── Exercise materials
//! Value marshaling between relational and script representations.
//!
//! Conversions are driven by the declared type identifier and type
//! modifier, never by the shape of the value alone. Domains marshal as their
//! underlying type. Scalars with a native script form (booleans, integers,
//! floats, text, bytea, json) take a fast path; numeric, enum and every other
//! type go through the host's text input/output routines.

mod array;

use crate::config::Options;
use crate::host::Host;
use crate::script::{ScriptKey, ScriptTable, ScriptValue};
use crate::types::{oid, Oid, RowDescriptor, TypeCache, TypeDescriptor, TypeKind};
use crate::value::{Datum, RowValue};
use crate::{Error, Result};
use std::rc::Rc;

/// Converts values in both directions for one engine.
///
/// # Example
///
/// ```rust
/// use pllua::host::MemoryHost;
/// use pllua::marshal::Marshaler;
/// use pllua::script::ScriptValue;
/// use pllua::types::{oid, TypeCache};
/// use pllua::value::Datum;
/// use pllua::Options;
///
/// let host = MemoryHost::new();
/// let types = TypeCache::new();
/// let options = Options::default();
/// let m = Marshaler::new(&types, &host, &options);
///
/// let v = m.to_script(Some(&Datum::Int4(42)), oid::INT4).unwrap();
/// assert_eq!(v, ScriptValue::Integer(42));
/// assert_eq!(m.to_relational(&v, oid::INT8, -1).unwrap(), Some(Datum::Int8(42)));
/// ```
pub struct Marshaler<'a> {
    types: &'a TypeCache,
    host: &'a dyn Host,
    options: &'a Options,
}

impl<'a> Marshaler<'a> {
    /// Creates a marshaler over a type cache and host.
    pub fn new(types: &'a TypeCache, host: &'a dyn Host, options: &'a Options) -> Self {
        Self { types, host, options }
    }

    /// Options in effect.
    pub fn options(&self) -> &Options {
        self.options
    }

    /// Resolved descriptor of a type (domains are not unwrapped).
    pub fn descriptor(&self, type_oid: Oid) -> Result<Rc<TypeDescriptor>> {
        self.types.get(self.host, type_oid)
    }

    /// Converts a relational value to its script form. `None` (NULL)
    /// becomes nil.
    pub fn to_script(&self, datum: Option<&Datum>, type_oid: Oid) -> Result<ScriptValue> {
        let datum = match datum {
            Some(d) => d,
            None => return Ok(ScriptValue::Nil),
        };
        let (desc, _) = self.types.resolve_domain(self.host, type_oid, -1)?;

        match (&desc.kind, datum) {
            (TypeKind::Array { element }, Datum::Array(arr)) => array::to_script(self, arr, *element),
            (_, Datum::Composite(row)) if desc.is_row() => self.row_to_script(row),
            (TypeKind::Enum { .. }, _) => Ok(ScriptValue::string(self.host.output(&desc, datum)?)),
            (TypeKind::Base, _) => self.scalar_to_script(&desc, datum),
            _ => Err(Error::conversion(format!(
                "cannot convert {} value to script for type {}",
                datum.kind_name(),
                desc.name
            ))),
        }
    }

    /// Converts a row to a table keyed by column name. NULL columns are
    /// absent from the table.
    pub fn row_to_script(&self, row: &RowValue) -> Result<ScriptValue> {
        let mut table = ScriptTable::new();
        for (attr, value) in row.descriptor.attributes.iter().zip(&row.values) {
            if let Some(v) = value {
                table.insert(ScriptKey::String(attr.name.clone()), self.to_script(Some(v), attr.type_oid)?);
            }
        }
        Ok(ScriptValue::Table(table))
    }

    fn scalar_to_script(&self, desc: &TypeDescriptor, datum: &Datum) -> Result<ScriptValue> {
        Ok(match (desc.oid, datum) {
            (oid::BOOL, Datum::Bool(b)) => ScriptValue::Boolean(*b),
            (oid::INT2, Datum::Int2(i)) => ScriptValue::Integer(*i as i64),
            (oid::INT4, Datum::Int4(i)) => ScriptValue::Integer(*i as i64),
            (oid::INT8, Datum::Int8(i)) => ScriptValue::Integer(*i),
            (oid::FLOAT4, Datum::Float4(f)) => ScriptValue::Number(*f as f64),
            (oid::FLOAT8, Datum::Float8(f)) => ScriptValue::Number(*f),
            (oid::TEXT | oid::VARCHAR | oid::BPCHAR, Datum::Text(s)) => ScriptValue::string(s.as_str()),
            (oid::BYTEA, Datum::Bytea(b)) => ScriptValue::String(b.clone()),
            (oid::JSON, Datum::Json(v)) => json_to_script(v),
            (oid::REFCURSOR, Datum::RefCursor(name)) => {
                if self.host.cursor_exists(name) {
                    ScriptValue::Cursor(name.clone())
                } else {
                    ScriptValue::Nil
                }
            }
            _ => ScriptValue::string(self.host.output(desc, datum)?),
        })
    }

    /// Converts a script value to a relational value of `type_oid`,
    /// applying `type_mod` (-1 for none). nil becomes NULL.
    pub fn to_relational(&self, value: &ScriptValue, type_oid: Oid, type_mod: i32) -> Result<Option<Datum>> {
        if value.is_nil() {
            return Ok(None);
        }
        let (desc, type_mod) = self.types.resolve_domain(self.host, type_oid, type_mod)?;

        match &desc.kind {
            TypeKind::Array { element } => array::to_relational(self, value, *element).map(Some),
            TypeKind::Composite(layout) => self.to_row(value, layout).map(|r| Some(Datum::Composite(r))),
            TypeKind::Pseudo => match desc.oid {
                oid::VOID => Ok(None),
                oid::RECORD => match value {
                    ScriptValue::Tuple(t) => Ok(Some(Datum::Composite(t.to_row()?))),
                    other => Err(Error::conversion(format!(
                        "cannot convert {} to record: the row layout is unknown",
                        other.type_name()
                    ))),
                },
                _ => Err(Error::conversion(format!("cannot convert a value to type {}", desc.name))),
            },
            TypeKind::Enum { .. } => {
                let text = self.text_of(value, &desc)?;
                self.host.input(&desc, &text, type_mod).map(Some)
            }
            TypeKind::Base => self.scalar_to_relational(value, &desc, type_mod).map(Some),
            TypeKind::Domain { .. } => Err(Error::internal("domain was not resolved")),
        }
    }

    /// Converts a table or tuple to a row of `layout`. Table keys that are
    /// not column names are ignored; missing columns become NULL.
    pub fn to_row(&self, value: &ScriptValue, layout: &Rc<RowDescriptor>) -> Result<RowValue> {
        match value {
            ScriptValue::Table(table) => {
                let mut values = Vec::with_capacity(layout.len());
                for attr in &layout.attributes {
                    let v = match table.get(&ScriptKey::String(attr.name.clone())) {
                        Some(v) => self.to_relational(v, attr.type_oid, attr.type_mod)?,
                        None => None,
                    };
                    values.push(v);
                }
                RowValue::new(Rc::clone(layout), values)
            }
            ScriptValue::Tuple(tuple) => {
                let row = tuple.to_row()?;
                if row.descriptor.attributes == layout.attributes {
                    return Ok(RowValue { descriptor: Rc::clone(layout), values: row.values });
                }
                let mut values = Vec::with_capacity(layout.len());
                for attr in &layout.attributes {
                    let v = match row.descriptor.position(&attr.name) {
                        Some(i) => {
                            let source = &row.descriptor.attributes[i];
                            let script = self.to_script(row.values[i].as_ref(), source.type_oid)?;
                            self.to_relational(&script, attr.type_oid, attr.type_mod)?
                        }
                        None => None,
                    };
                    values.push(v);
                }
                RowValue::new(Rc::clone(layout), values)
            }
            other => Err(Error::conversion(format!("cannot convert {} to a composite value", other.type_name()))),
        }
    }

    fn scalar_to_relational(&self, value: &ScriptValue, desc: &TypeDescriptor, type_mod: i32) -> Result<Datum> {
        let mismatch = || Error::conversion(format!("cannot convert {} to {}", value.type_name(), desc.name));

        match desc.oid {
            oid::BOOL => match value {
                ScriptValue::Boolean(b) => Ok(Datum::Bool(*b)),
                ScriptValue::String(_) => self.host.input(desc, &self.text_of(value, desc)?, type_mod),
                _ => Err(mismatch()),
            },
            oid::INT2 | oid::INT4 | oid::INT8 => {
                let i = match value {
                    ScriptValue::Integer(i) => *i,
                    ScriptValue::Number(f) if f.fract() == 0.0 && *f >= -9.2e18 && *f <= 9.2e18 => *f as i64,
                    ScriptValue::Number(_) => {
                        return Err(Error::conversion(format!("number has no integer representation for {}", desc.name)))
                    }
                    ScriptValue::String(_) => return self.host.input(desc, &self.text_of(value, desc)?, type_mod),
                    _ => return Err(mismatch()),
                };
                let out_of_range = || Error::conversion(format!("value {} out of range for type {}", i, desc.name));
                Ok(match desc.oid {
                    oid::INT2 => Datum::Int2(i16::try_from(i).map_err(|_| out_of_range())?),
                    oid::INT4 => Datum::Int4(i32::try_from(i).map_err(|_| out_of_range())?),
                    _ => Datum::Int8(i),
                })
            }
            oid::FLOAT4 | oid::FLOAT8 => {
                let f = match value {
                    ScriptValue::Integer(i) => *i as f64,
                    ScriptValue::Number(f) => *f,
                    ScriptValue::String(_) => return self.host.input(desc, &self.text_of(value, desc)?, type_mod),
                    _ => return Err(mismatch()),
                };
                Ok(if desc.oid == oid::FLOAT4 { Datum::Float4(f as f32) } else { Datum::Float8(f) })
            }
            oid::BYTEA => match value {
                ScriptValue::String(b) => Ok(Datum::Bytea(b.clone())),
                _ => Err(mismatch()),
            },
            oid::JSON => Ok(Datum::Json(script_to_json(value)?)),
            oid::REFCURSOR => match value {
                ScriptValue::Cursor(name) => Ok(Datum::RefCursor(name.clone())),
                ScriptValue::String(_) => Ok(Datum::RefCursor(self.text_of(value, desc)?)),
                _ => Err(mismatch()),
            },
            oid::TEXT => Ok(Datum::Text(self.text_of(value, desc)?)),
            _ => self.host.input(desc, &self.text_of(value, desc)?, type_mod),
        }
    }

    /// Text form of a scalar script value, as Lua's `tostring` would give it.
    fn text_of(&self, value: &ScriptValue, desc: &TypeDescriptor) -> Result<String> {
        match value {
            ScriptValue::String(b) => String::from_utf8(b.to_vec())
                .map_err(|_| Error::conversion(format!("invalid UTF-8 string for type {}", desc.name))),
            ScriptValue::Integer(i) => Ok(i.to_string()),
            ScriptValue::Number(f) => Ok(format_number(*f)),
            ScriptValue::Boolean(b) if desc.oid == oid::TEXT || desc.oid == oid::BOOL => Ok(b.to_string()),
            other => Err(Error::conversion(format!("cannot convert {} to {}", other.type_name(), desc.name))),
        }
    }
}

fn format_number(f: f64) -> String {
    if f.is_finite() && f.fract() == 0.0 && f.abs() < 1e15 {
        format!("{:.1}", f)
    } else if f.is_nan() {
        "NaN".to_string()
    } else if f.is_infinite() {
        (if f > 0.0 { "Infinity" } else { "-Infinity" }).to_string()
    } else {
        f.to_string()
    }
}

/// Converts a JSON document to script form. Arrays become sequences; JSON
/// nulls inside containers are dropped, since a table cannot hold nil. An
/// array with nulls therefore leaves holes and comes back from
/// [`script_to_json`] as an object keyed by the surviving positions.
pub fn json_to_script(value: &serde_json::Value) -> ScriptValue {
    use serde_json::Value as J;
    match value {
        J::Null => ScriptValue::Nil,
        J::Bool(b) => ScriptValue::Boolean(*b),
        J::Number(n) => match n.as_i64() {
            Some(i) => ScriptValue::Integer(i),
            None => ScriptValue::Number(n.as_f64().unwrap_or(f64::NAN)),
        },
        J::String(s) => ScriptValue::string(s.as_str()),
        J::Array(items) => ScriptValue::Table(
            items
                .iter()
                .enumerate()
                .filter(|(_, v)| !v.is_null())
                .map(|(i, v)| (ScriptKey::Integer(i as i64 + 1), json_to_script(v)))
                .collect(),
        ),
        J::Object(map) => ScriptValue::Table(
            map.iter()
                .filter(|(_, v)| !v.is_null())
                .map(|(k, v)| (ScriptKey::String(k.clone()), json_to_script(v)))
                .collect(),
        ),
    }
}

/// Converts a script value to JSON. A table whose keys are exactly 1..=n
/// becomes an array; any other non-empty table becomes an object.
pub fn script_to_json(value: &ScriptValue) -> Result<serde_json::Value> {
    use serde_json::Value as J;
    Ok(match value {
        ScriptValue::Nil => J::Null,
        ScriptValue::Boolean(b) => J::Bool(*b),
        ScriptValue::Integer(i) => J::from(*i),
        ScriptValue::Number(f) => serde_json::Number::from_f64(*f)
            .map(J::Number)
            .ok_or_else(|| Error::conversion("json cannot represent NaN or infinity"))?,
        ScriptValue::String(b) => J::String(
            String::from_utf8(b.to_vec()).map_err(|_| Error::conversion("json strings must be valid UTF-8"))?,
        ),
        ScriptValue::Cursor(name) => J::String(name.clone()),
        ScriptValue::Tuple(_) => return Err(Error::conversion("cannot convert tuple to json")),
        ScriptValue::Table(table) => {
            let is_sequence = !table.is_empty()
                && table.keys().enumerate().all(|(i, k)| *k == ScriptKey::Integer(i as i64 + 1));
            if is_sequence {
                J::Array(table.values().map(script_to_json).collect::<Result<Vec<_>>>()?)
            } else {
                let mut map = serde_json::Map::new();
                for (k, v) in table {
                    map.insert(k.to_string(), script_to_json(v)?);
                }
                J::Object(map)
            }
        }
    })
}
────
Task prompt = Copy exactly the lines from the top of the entries through the line with "and every other" in it, please, keeping both ends and adding nothing.

Answer below =
//! Value marshaling between relational and script representations.
//!
//! Conversions are driven by the declared type identifier and type
//! modifier, never by the shape of the value alone. Domains marshal as their
//! underlying type. Scalars with a native script form (booleans, integers,
//! floats, text, bytea, json) take a fast path; numeric, enum and every other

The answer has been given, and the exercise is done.